I have three cats. Amalthea (Malthy, Miss Priss, Missy) is named after a character in the book/animated movie “The Last Unicorn” by Peter S. Beagle. She’s about 18, fluffy and beautiful and light as a feather. She’s a picky eater, prone to unexpected urps and frequent hairballs, and she’s had so many bladder infections that she’s on a permanent low maintenance dose of antibiotics.
Then there’s Rugen (Ru, GoodRu Wilson, Rubbit, Rugenomics, the Rugenator), named after the six-fingered man in the book/movie “The Princess Bride” by William Goldman (or S. Morganstern). Ru has an extra toe on each foot, so it seemed appropriate. Another picky eater, he’ll turn up his nose at canned cat food but scarf down Kashi cereal and corn chips like crazy. He’s the most skittish cat, flying three feet in the air if you move your feet when he walks past your chair (hence “Rubbit”).
Finally, we have Ru’s sister, Buttercup (Boocup, Sissy, Baby Girl), named after another character in the Princess Bride because of the extra toe thing (my cat has two extra toes on each front foot, and one extra on each back). Buttercup can – and does – eat anything, with the odd exception of most meat. The little garbage gut routinely cleans up Malthy’s canned food plate, licks the crumbs from the wrapper of my Kashi bars, eats any dry cat food we put down, licks the milk from the cereal bowl if we don’t snatch it away fast enough – she’s even reached out a paw and snagged food right out from under my nose. She isn’t fat, but she’s a solid, compact little thing.

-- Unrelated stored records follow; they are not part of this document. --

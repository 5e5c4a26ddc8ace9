//! Transport layer for the gateway.
//!
//! Two HTTP-family transports share one axum router:
//! - **Direct**: JSON-RPC over `POST /` and `POST /mcp`
//! - **Streaming**: SSE sessions over `GET /sse` + `POST /sse/message`
//!
//! Both sit behind the API-key middleware; every other target is a 404
//! with no authentication attempted.

mod config;
mod error;
pub mod http;
pub mod sse;

pub use config::HttpConfig;
pub use error::{TransportError, TransportResult};
pub use http::HttpTransport;
//! Tools domain module.
//!
//! Everything between an inbound tool call and its response envelope
//! lives here:
//!
//! - `schema.rs` - input schemas and the argument validator
//! - `registry.rs` - tool definitions and the read-only registry
//! - `dispatcher.rs` - resolve, validate, invoke, normalize
//! - `outcome.rs` - outcomes, the envelope shape, and the normalizer
//! - `definitions/` - the individual tools (one file per tool)
//!
//! ## Adding a New Tool
//!
//! 1. Create a new file in `definitions/` with a params struct, a
//!    `schema()`, an `execute()`, and a `definition()` constructor
//! 2. Export it in `definitions/mod.rs`
//! 3. Register it in `definitions::builtin_registry()`

pub mod definitions;
pub mod dispatcher;
mod error;
pub mod outcome;
pub mod registry;
pub mod schema;

pub use dispatcher::{Dispatcher, ToolCallRequest};
pub use error::ToolError;
pub use outcome::{ContentItem, ResponseEnvelope, ToolOutcome};
pub use registry::{ToolContext, ToolDefinition, ToolRegistry};
pub use schema::{FieldKind, InputSchema, ValidationError};
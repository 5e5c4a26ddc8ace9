//! Tool Dispatcher - resolves, validates, invokes, and normalizes.
//!
//! Every inbound tool call goes through one `dispatch` and terminates in
//! exactly one [`ResponseEnvelope`]. Unknown tools, bad arguments, handler
//! faults, and even handler panics all fold into envelope text; nothing
//! escapes to the transport.

use std::panic::AssertUnwindSafe;
use std::sync::Arc;

use futures::FutureExt;
use serde_json::{Map, Value};
use tracing::{instrument, warn};

use crate::core::config::Config;

use super::outcome::{ResponseEnvelope, ToolOutcome, normalize};
use super::registry::{ToolContext, ToolRegistry};
use super::schema::validate;

/// One inbound tool call. Created per call, consumed synchronously.
#[derive(Debug, Clone)]
pub struct ToolCallRequest {
    /// Name of the tool to invoke.
    pub tool_name: String,
    /// Raw argument mapping as supplied by the caller.
    pub arguments: Map<String, Value>,
}

/// The tool dispatcher.
///
/// Stateless across calls: the registry and configuration it holds are
/// read-only, and each call gets a fresh [`ToolContext`]. Handlers cannot
/// observe state left behind by a prior call.
#[derive(Clone)]
pub struct Dispatcher {
    registry: Arc<ToolRegistry>,
    config: Arc<Config>,
}

impl Dispatcher {
    pub fn new(registry: Arc<ToolRegistry>, config: Arc<Config>) -> Self {
        Self { registry, config }
    }

    /// Dispatch one tool call.
    ///
    /// 1. Resolve the tool by name; an unknown name is reported in the
    ///    envelope, never as a transport-level error.
    /// 2. Validate arguments; on failure the handler is never invoked.
    /// 3. Invoke the handler with a per-call context; the context (and
    ///    any external client built from it) is dropped when the call
    ///    returns. A panicking handler is caught and treated as a fault.
    /// 4. Normalize the outcome.
    #[instrument(skip(self, request), fields(tool = %request.tool_name))]
    pub async fn dispatch(&self, request: ToolCallRequest) -> ResponseEnvelope {
        let definition = match self.registry.resolve(&request.tool_name) {
            Ok(definition) => definition,
            Err(fault) => {
                warn!("Unknown tool requested: {}", request.tool_name);
                return normalize(&request.tool_name, Err(fault));
            }
        };

        let validated = match validate(definition.schema(), &request.arguments) {
            Ok(validated) => validated,
            Err(error) => {
                warn!("Argument validation failed for {}: {}", request.tool_name, error);
                return normalize(&request.tool_name, Err(error.into()));
            }
        };

        let context = ToolContext::new(self.config.clone());
        let invocation = (definition.handler())(validated, context);

        let result = match AssertUnwindSafe(invocation).catch_unwind().await {
            Ok(result) => result,
            Err(_) => {
                warn!("Handler panicked in tool {}", request.tool_name);
                Err(super::error::ToolError::internal("tool handler panicked"))
            }
        };

        normalize(&request.tool_name, result)
    }
}

#[cfg(test)]
mod tests {
    use super::*;
    use crate::domains::tools::error::ToolError;
    use crate::domains::tools::registry::ToolDefinition;
    use crate::domains::tools::schema::{FieldKind, InputSchema};
    use serde_json::json;

    fn test_registry() -> ToolRegistry {
        let mut registry = ToolRegistry::new();
        registry
            .register(ToolDefinition::new(
                "echo",
                "echoes its message argument",
                InputSchema::new().required("message", FieldKind::String),
                Arc::new(|args, _ctx| {
                    async move {
                        let message = args["message"].as_str().unwrap_or_default().to_string();
                        Ok(ToolOutcome::text(message))
                    }
                    .boxed()
                }),
            ))
            .unwrap();
        registry
            .register(ToolDefinition::new(
                "always_fails",
                "returns a business-level failure",
                InputSchema::new(),
                Arc::new(|_args, _ctx| {
                    async { Ok(ToolOutcome::failed("Error: upstream unavailable")) }.boxed()
                }),
            ))
            .unwrap();
        registry
            .register(ToolDefinition::new(
                "raises",
                "returns a fault",
                InputSchema::new(),
                Arc::new(|_args, _ctx| {
                    async { Err(ToolError::execution_failed("boom")) }.boxed()
                }),
            ))
            .unwrap();
        registry
            .register(ToolDefinition::new(
                "panics",
                "panics mid-handler",
                InputSchema::new(),
                Arc::new(|_args, _ctx| async { panic!("deliberate test panic") }.boxed()),
            ))
            .unwrap();
        registry
    }

    fn dispatcher() -> Dispatcher {
        Dispatcher::new(Arc::new(test_registry()), Arc::new(Config::default()))
    }

    fn request(name: &str, args: serde_json::Value) -> ToolCallRequest {
        ToolCallRequest {
            tool_name: name.to_string(),
            arguments: args.as_object().cloned().unwrap_or_default(),
        }
    }

    #[tokio::test]
    async fn test_successful_dispatch() {
        let envelope = dispatcher()
            .dispatch(request("echo", json!({"message": "hello"})))
            .await;
        assert_eq!(envelope.content[0].text, "hello");
    }

    #[tokio::test]
    async fn test_unknown_tool_reported_in_envelope() {
        let envelope = dispatcher().dispatch(request("nope", json!({}))).await;
        assert_eq!(envelope.content.len(), 1);
        assert!(envelope.content[0].text.contains("Tool not found: nope"));
    }

    #[tokio::test]
    async fn test_validation_failure_reported_in_envelope() {
        let envelope = dispatcher()
            .dispatch(request("echo", json!({"message": 42})))
            .await;
        assert!(envelope.content[0].text.contains("Invalid arguments"));
        assert!(envelope.content[0].text.contains("message"));
    }

    #[tokio::test]
    async fn test_business_failure_kept_verbatim() {
        let envelope = dispatcher().dispatch(request("always_fails", json!({}))).await;
        assert_eq!(envelope.content[0].text, "Error: upstream unavailable");
    }

    #[tokio::test]
    async fn test_fault_folded_into_text() {
        let envelope = dispatcher().dispatch(request("raises", json!({}))).await;
        assert_eq!(
            envelope.content[0].text,
            "Error calling raises: Execution failed: boom"
        );
    }

    #[tokio::test]
    async fn test_panicking_handler_yields_envelope() {
        let envelope = dispatcher().dispatch(request("panics", json!({}))).await;
        assert!(envelope.content[0].text.contains("tool handler panicked"));
    }

    // Simple xorshift so the randomized property test is deterministic
    // without pulling in a RNG dependency.
    struct XorShift(u64);

    impl XorShift {
        fn next(&mut self) -> u64 {
            let mut x = self.0;
            x ^= x << 13;
            x ^= x >> 7;
            x ^= x << 17;
            self.0 = x;
            x
        }
    }

    #[tokio::test]
    async fn test_thousand_randomized_calls_all_yield_envelopes() {
        let dispatcher = dispatcher();
        let mut rng = XorShift(0x5eed_cafe_f00d_1234);

        let names = ["echo", "always_fails", "raises", "panics", "ghost", ""];
        let argument_pool = [
            json!({}),
            json!({"message": "ok"}),
            json!({"message": 7}),
            json!({"message": null}),
            json!({"message": {"nested": true}}),
            json!({"unrelated": [1, 2, 3]}),
        ];

        for _ in 0..1000 {
            let name = names[(rng.next() % names.len() as u64) as usize];
            let args = argument_pool[(rng.next() % argument_pool.len() as u64) as usize].clone();
            let envelope = dispatcher.dispatch(request(name, args)).await;
            assert!(!envelope.content.is_empty());
        }
    }
}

The babycat in danger today was Buttercup. She loves plastic grocery bags, and will lick and lick and lick them endlessly. I sometimes twist and tie them into a ball with a tail, and she loves to knock them off the edge of the counter and chase them around. I know the bags are dangerous to pets if they’re swallowed, but she’s never done that – until today. I heard her chewing on a bag and got up to investigate, only to find that she’s chewed off almost an entire handle. The plastic bags will compact in their digestive systems and can block their intestines, potentially leading to death. I scooped her up and took her to the bathroom for an application of hydrogen peroxide. If you have cats or dogs, you want to have a medicine dropper and peroxide on hand in case you need to induce vomiting. The problem is, they don’t like the taste, so you have to force it into them. Buttercup REALLY doesn’t like the taste, so it was a real challenge. I believe this cat has only vomited once before in the three years we’ve had her, and her surprise and disgust when it happened was comical to witness. She really fought the urge to vomit with the peroxide, and it took an hour, and nearly 5 teaspoons to make it happen. (Actually it was probably more like 10 teaspoons, but I ended up wearing half of it.) I was getting really worried near the end because she wouldn’t vomit, and I was afraid that the peroxide was going to damage her, or react with the bag to create something toxic, or some even more terrifying event that my overactive imagination could conjure. When she finally did I was really glad that I’d decided to do it, because she urped a huge chunk of plastic. Crisis averted, and she even still loves me.